We considered the previously published compendium of deletion profiles, characterizing the transcription profiles of 270 deletion mutants . Growth rates of 196 of these deletion strains were measured in an independent experiment, allowing us to examine the correlation of gene expression with cell growth rate. Consistent with our results above, no correlation was found between the expression levels of the ribosomal biogenesis genes and the reported growth rates (r = 0.03). A small inverse correlation was observed with the expression of the stress genes (r = −0.19), but this correlation was only marginally significant and considerably lower than those observed with the highest correlated gene groups (e.g. cell cycle group with r = 0.58, see also Table S2).

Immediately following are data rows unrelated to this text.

//! Deferred session teardown.

use std::future::Future;
use std::sync::Mutex;
use std::time::Duration;
use tokio::task::JoinHandle;
use tracing::debug;

/// Holds at most one pending expiry task.
#[derive(Debug, Default)]
pub(crate) struct SessionTimer {
    pending: Mutex<Option<JoinHandle<()>>>,
}

impl SessionTimer {
    /// Run `on_fire` after `delay`, replacing any pending task.
    pub(crate) fn arm<F>(&self, delay: Duration, on_fire: F)
    where
        F: Future<Output = ()> + Send + 'static,
    {
        let task = tokio::spawn(async move {
            tokio::time::sleep(delay).await;
            on_fire.await;
        });

        let previous = self
            .pending
            .lock()
            .unwrap_or_else(|e| e.into_inner())
            .replace(task);
        if let Some(previous) = previous {
            previous.abort();
        }
        debug!(?delay, "Session timer armed");
    }

    /// Abort the pending task, if any.
    pub(crate) fn cancel(&self) {
        let pending = self
            .pending
            .lock()
            .unwrap_or_else(|e| e.into_inner())
            .take();
        if let Some(task) = pending {
            task.abort();
            debug!("Session timer cancelled");
        }
    }

    pub(crate) fn is_armed(&self) -> bool {
        self.pending
            .lock()
            .unwrap_or_else(|e| e.into_inner())
            .as_ref()
            .is_some_and(|task| !task.is_finished())
    }
}

impl Drop for SessionTimer {
    fn drop(&mut self) {
        self.cancel();
    }
}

Interestingly, a strong, and highly significant correlation was observed between the RP gene expression and the growth rate (r = 0.53). This is in contrast to the negligible correlation observed in the chemostat experiment. The decoupling of RP gene expression from ribosomal biogenesis gene expression is also unique to this dataset, as in most other datasets expression of these groups is tightly correlated. A possible explanation is that the mutant strains have undergone further genetic adaptation (secondary mutations c.f. Ref ) that adjusted the level of ribosomal proteins with growth rates . Further experiments are required to examine this possibility.

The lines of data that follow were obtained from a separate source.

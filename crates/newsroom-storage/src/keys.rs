//! Storage key constants.

/// Storage keys used by the session record
pub struct StorageKeys;

impl StorageKeys {
    /// Identity token
    pub const JWT: &'static str = "jwt";

    /// Absolute session expiry, epoch milliseconds
    pub const EXPIRES_IN: &'static str = "expiresIn";

    /// Signed-in user's email
    pub const USER: &'static str = "user";

    /// Signed-in user's avatar URL
    pub const AVATAR: &'static str = "avatar";

    /// Every key that makes up the session record.
    pub const SESSION_KEYS: [&'static str; 4] =
        [Self::JWT, Self::EXPIRES_IN, Self::USER, Self::AVATAR];
}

Identifying growth-correlated genes
Taken together, it appears that growth rate per-se has a minimal impact on the expression levels of genes involved in ribosomal biogenesis. To examine whether other gene groups display a tighter link to growth rate, we extended the analysis described above to all yeast genes. Specifically, we assigned each gene a growth correlation score (GCR), quantifying the correlation between its expression level and growth rate, averaged over all perturbations (Methods). A positive GCR indicates a correlation with growth rate, whereas a negative GCR indicates an inverse correlation. We focused on the 5% of genes with the highest or lowest GCR, respectively and characterized their properties by analyzing enrichment within different co-expressed gene groups defined previously ,  (Fig. 3d). To examine the generality of the results, we repeated the same analysis also for the compendium of deletion mutants, using the available gene expression and growth rate of the strains, as described above. The results are summarized in Figure 4.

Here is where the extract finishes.